The purpose of Open Access Vis is to highlight open access papers, materials, and data and to see how many papers are available on reliable open access repositories outside of a paywall. See the about page for more details about reliable open access. Also, I just published a paper summarizing this initiative, describing the status of visualization research as of last year, and proposing possible paths for improving the field’s open practices: Open Practices in Visualization Research

Why?

Most visualization research papers are funded by the public, reviewed and edited by volunteers, and formatted by the authors. So for IEEE to charge $33 for each person who wants to read the paper is… well… (I’ll let you fill in the blank). This paywall is contrary to the supposedly public good of research and the claim that visualization research helps practitioners (who are not on a university campus).

But there’s an up side. IEEE specifically allows authors to post their version of a paper (not the IEEE version with a header and page numbers) to:

The author’s website
The institution’s website (e.g., lab site or university site)
A pre-print repository (which gives it a static URL and avoids “link rot”)

Badges

Open Access Paper

Open Materials – Materials needed to replicate and reproduce the methods

Open Experiment Data – Raw measurements needed to reproduce results

Preregistered (New this year!) – A timestamped immutable plan

More detail on the badges is in the about page.

New this year

1. The preregistered badge is awarded to papers that deposit an experiment plan (and preferably analysis plan) onto a timestamped and immutable repository prior to collecting and analyzing data. The goal is to signify papers that make any flexibility in the experiment variables as transparent as possible. Adding this badge brings OAVIS more fully in line with the official Center for Open Science badges. Only one paper earned the badge – Hypothetical Outcome Plots Help Untrained Observers Judge Trends in Ambiguous Data by Kale, Nguyen, Kay, and Hullman.
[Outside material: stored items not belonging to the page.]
// src/utils.rs
use anyhow::{Context, Result};
use std::path::Path;

pub const PDF_CONTENT_TYPE: &str = "application/pdf";
pub const DOCX_CONTENT_TYPE: &str =
    "application/vnd.openxmlformats-officedocument.wordprocessingml.document";
pub const TEXT_CONTENT_TYPE: &str = "text/plain";
pub const FALLBACK_CONTENT_TYPE: &str = "application/octet-stream";

/// Get file extension in lowercase
pub fn get_file_extension(filename: &str) -> Option<String> {
    Path::new(filename)
        .extension()
        .and_then(|ext| ext.to_str())
        .map(|ext| ext.to_lowercase())
}

/// Content type sent along with an uploaded document
pub fn content_type_for(filename: &str) -> &'static str {
    match get_file_extension(filename).as_deref() {
        Some("pdf") => PDF_CONTENT_TYPE,
        Some("docx") => DOCX_CONTENT_TYPE,
        Some("txt") => TEXT_CONTENT_TYPE,
        _ => FALLBACK_CONTENT_TYPE,
    }
}

/// Final path component as an owned string
pub fn file_name_of(path: &Path) -> Result<String> {
    path.file_name()
        .and_then(|n| n.to_str())
        .map(str::to_string)
        .with_context(|| format!("Path has no usable file name: {}", path.display()))
}

/// Read file content as bytes with proper error context
pub async fn read_file_bytes(path: &Path) -> Result<Vec<u8>> {
    tokio::fs::read(path)
        .await
        .with_context(|| format!("Failed to read file: {}", path.display()))
}

#[cfg(test)]
mod tests {
    use super::*;

    #[test]
    fn test_get_file_extension() {
        assert_eq!(get_file_extension("test.pdf"), Some("pdf".to_string()));
        assert_eq!(
            get_file_extension("document.DOCX"),
            Some("docx".to_string())
        );
        assert_eq!(get_file_extension("noext"), None);
    }

    #[test]
    fn test_content_type_for() {
        assert_eq!(content_type_for("cv.PDF"), PDF_CONTENT_TYPE);
        assert_eq!(content_type_for("cv.docx"), DOCX_CONTENT_TYPE);
        assert_eq!(content_type_for("jd.txt"), TEXT_CONTENT_TYPE);
        assert_eq!(content_type_for("photo.png"), FALLBACK_CONTENT_TYPE);
        assert_eq!(content_type_for("README"), FALLBACK_CONTENT_TYPE);
    }

    #[test]
    fn test_file_name_of() {
        assert_eq!(file_name_of(Path::new("/tmp/a/cv.pdf")).unwrap(), "cv.pdf");
        assert!(file_name_of(Path::new("/")).is_err());
    }
}
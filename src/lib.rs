// src/lib.rs
//! Upload a job description and a batch of resumes to a ranking service and
//! present the scored results.

use anyhow::Result;
use std::sync::Arc;
use tracing::info;

pub mod cli;
pub mod config;
pub mod core;
pub mod file_selector;
pub mod result_list;
pub mod types;
pub mod utils;
pub mod workflow;

pub use crate::config::RankerConfig;
pub use crate::core::{DemoRanker, HttpRanker, NotificationSink, RankError, Ranker};
pub use file_selector::{AcceptFilter, FileSelector, SelectedFile};
pub use result_list::{ResultList, ScoreTier};
pub use types::RankingResult;
pub use workflow::{RankingWorkflow, SubmitOutcome, ValidationError, WorkflowPhase};

/// Network or demo backing, as configured
pub fn build_ranker(config: &RankerConfig) -> Result<Arc<dyn Ranker>> {
    if config.demo {
        info!("Demo mode: canned results after {:?}", config.demo_delay());
        return Ok(Arc::new(DemoRanker::new(config.demo_delay())));
    }

    let ranker = HttpRanker::new(&config.api_url, &config.endpoint, config.timeout())?;
    info!("Ranking service: {}", ranker.rank_url());
    Ok(Arc::new(ranker))
}
// src/result_list.rs
//! Ranked result cards: sorted by score, tier badge, collapsible reasoning.

use std::collections::HashSet;
use std::fmt::Write;

use crate::types::RankingResult;

#[derive(Debug, Clone, Copy, PartialEq, Eq)]
pub enum ScoreTier {
    High,
    Medium,
    Low,
}

impl ScoreTier {
    /// Lower bound of each tier is inclusive: 7 is high, 4 is medium.
    pub fn of(score: f64) -> Self {
        if score >= 7.0 {
            ScoreTier::High
        } else if score >= 4.0 {
            ScoreTier::Medium
        } else {
            ScoreTier::Low
        }
    }

    pub fn as_str(&self) -> &'static str {
        match self {
            ScoreTier::High => "high",
            ScoreTier::Medium => "medium",
            ScoreTier::Low => "low",
        }
    }
}

/// A result as displayed, with its position in the service response.
#[derive(Debug, Clone, Copy)]
pub struct Entry<'a> {
    pub key: usize,
    pub result: &'a RankingResult,
    pub tier: ScoreTier,
    pub expanded: bool,
}

#[derive(Debug, Clone, Default)]
pub struct ResultList {
    results: Vec<RankingResult>,
    // indices into `results`, best score first
    order: Vec<usize>,
    // keyed by response position, so duplicate filenames stay independent
    expanded: HashSet<usize>,
}

impl ResultList {
    pub fn new(results: Vec<RankingResult>) -> Self {
        let order = sorted_order(&results);
        Self {
            results,
            order,
            expanded: HashSet::new(),
        }
    }

    /// Swap in a new result set; toggle state does not carry over.
    pub fn replace(&mut self, results: Vec<RankingResult>) {
        *self = Self::new(results);
    }

    /// Results in the order the service returned them
    pub fn results(&self) -> &[RankingResult] {
        &self.results
    }

    pub fn len(&self) -> usize {
        self.results.len()
    }

    pub fn is_empty(&self) -> bool {
        self.results.is_empty()
    }

    /// Results best-first; the response order is left as is
    pub fn sorted(&self) -> Vec<&RankingResult> {
        self.order.iter().map(|&i| &self.results[i]).collect()
    }

    pub fn entries(&self) -> impl Iterator<Item = Entry<'_>> + '_ {
        self.order.iter().map(move |&key| {
            let result = &self.results[key];
            Entry {
                key,
                result,
                tier: ScoreTier::of(result.score),
                expanded: self.expanded.contains(&key),
            }
        })
    }

    /// Flip the reasoning panel of the card at `rank` (0 = best).
    /// Returns the new state, or `None` when out of range.
    pub fn toggle(&mut self, rank: usize) -> Option<bool> {
        let key = *self.order.get(rank)?;
        Some(self.flip(key))
    }

    /// Flip every card showing `filename`. Returns how many were flipped.
    pub fn toggle_filename(&mut self, filename: &str) -> usize {
        let keys: Vec<usize> = self
            .results
            .iter()
            .enumerate()
            .filter(|(_, r)| r.filename == filename)
            .map(|(i, _)| i)
            .collect();

        for &key in &keys {
            self.flip(key);
        }
        keys.len()
    }

    pub fn is_expanded(&self, rank: usize) -> bool {
        self.order
            .get(rank)
            .is_some_and(|key| self.expanded.contains(key))
    }

    pub fn expand_all(&mut self) {
        self.expanded = (0..self.results.len()).collect();
    }

    fn flip(&mut self, key: usize) -> bool {
        if self.expanded.remove(&key) {
            false
        } else {
            self.expanded.insert(key);
            true
        }
    }

    pub fn render(&self) -> String {
        let mut out = String::new();

        for (rank, entry) in self.entries().enumerate() {
            let result = entry.result;
            let marker = if entry.expanded { "▲" } else { "▼" };

            let _ = writeln!(
                out,
                "#{:<2} ({:>4}) [{}] {}",
                rank + 1,
                result.score,
                entry.tier.as_str(),
                result.filename
            );
            let _ = writeln!(
                out,
                "     Match score: {}/10    View reasoning {}",
                result.score, marker
            );

            if entry.expanded {
                let _ = writeln!(out, "     Reasoning:");
                for line in result.reasoning.lines() {
                    let _ = writeln!(out, "       {}", line);
                }
            }
        }

        out
    }
}

/// Stable, descending by score. Equal scores keep response order.
fn sorted_order(results: &[RankingResult]) -> Vec<usize> {
    let mut order: Vec<usize> = (0..results.len()).collect();
    order.sort_by(|&a, &b| results[b].score.total_cmp(&results[a].score));
    order
}
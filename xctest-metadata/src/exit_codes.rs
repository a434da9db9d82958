// Copyright (c) The xctest Contributors
// SPDX-License-Identifier: MIT OR Apache-2.0

/// Documented exit codes for `xctest` failures.
///
/// `xctest` runs may fail for a variety of reasons. This structure documents the exit codes that
/// may occur in case of expected failures.
///
/// Unknown/unexpected failures will always result in exit code 1.
pub enum XcTestExitCode {}

impl XcTestExitCode {
    /// No errors occurred and xctest exited normally.
    pub const OK: i32 = 0;

    /// No tests were selected to run, but no other errors occurred.
    pub const NO_TESTS_RUN: i32 = 4;

    /// One or more tests failed.
    pub const TEST_RUN_FAILED: i32 = 100;

    /// The build tool could not be started, or exited before producing any test output.
    pub const EXECUTION_FAILED: i32 = 101;

    /// No test failed, but some selected tests never reported a result (for example because the
    /// run was cancelled, or the tests were skipped).
    pub const RUN_INCOMPLETE: i32 = 102;

    /// A user issue happened while setting up an xctest invocation.
    pub const SETUP_ERROR: i32 = 96;

    /// Writing data to stdout or stderr produced an error.
    pub const WRITE_OUTPUT_ERROR: i32 = 110;
}
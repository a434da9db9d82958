// Copyright (c) The xctest Contributors
// SPDX-License-Identifier: MIT OR Apache-2.0

use camino::Utf8PathBuf;
use serde::{Deserialize, Serialize};
use std::fmt;

/// The kind of a node in the test tree.
///
/// The tree is always four levels deep: domains contain categories, categories contain classes and
/// classes contain methods.
#[derive(Clone, Copy, Debug, Eq, PartialEq, Ord, PartialOrd, Hash, Deserialize, Serialize)]
#[serde(rename_all = "kebab-case")]
pub enum TestNodeKind {
    /// The first path segment below the test root, e.g. `Tests`.
    Domain,

    /// The second path segment below the test root, typically named after a test target.
    Category,

    /// A test class.
    Class,

    /// A test method. This is the only kind of node that is a leaf.
    Method,
}

impl TestNodeKind {
    /// Returns true if nodes of this kind never have children.
    pub fn is_leaf(self) -> bool {
        matches!(self, Self::Method)
    }

    /// Returns a string representation of this kind.
    pub fn as_str(self) -> &'static str {
        match self {
            Self::Domain => "domain",
            Self::Category => "category",
            Self::Class => "class",
            Self::Method => "method",
        }
    }
}

impl fmt::Display for TestNodeKind {
    fn fmt(&self, f: &mut fmt::Formatter<'_>) -> fmt::Result {
        f.write_str(self.as_str())
    }
}

/// A position within a source file. Lines and columns are zero-based.
#[derive(Clone, Debug, Eq, PartialEq, Deserialize, Serialize)]
#[serde(rename_all = "kebab-case")]
pub struct SourceLocationSummary {
    /// The path to the source file.
    pub path: Utf8PathBuf,

    /// The zero-based line number.
    pub line: usize,

    /// The zero-based column, counted in characters.
    pub column: usize,
}

/// A node in a [`TestListSummary`].
#[derive(Clone, Debug, Eq, PartialEq, Deserialize, Serialize)]
#[serde(rename_all = "kebab-case")]
pub struct TestNodeSummary {
    /// The unique identifier for this node, e.g. `Tests:AppTests:LoginTests.testLogin`.
    pub id: String,

    /// The kind of node.
    pub kind: TestNodeKind,

    /// The display name of this node.
    pub label: String,

    /// Where the node is declared. Only present for classes and methods.
    #[serde(default, skip_serializing_if = "Option::is_none")]
    pub location: Option<SourceLocationSummary>,

    /// The build target, if it has already been resolved.
    #[serde(default, skip_serializing_if = "Option::is_none")]
    pub resolved_target: Option<String>,

    /// Child nodes, in insertion order.
    #[serde(default, skip_serializing_if = "Vec::is_empty")]
    pub children: Vec<TestNodeSummary>,
}

/// Root element for a serializable list of discovered tests.
#[derive(Clone, Debug, Default, Eq, PartialEq, Deserialize, Serialize)]
#[serde(rename_all = "kebab-case")]
pub struct TestListSummary {
    /// The number of test methods in the tree.
    pub test_count: usize,

    /// The number of test classes in the tree.
    pub class_count: usize,

    /// The domain-level roots of the tree.
    pub roots: Vec<TestNodeSummary>,
}

impl TestListSummary {
    /// Parse JSON output from `xctest list --message-format json`.
    pub fn parse_json(json: impl AsRef<str>) -> Result<Self, serde_json::Error> {
        serde_json::from_str(json.as_ref())
    }

    /// Iterates over all the method nodes in this summary, depth-first.
    pub fn iter_methods(&self) -> impl Iterator<Item = &TestNodeSummary> + '_ {
        let mut stack: Vec<&TestNodeSummary> = self.roots.iter().rev().collect();
        std::iter::from_fn(move || {
            while let Some(node) = stack.pop() {
                if node.kind.is_leaf() {
                    return Some(node);
                }
                stack.extend(node.children.iter().rev());
            }
            None
        })
    }
}
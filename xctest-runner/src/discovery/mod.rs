// Copyright (c) The xctest Contributors
// SPDX-License-Identifier: MIT OR Apache-2.0

//! Discovery of test classes and methods in a source tree.
//!
//! The main entry point is [`SourceScanner`], which walks a test root and produces a list of
//! [`DiscoveredClass`] instances. Recognizing declarations within a single file is delegated to a
//! [`DeclarationExtractor`].

mod declarations;
mod scanner;

pub use declarations::*;
pub use scanner::*;

use camino::Utf8PathBuf;

/// A zero-based position within a source file.
#[derive(Clone, Copy, Debug, Default, Eq, PartialEq, Ord, PartialOrd, Hash)]
pub struct SourcePosition {
    /// The zero-based line.
    pub line: usize,

    /// The zero-based column, counted in characters.
    pub column: usize,
}

/// A test class found by the scanner, along with the grouping derived from its path.
#[derive(Clone, Debug, Eq, PartialEq)]
pub struct DiscoveredClass {
    /// The first path segment relative to the test root.
    pub domain: String,

    /// The second path segment relative to the test root.
    pub category: String,

    /// The directory corresponding to `category`.
    pub category_dir: Utf8PathBuf,

    /// The name of the class.
    pub class_name: String,

    /// The file the class is declared in.
    pub source_file: Utf8PathBuf,

    /// The position of the class name.
    pub position: SourcePosition,

    /// Test methods declared in the class body, in source order.
    pub methods: Vec<DiscoveredMethod>,
}

/// A test method found within a [`DiscoveredClass`].
#[derive(Clone, Debug, Eq, PartialEq)]
pub struct DiscoveredMethod {
    /// The name of the method.
    pub name: String,

    /// The position of the method name.
    pub position: SourcePosition,
}

/// The result of a full scan: every test class under the test root, in path order.
#[derive(Clone, Debug, Default, Eq, PartialEq)]
pub struct DiscoveryResult {
    /// The classes that were found.
    pub classes: Vec<DiscoveredClass>,
}

impl DiscoveryResult {
    /// Returns the total number of test methods found.
    pub fn test_count(&self) -> usize {
        self.classes.iter().map(|class| class.methods.len()).sum()
    }
}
2. The “explanation” link was moved into the paper description under the abstract. It’s not really a badge that signifies something about the transparency of the research. Like the video, it is bonus content to help explain. So it is between the abstract and video. (And it was really hard to settle on any objective definition of a “good” explanation.)

3. Papers with a PDF on a personal or institutional site but not a reliable open access repository won’t not have all features enabled. Putting a paper on a reliable preprint server like osf.io/preprints or axiv.org takes minutes – far less time than it takes to make a video or explanatory medium post. So those bonus links and features are disabled until the paper is posted to a reliable location.

4. Note for next year: This is the last year that I will do any searching beyond URLs that are already in the paper. From now on, if there are any additional materials, data, or other information, put a URL in the paper. Heck, put it in the damn abstract! (Example)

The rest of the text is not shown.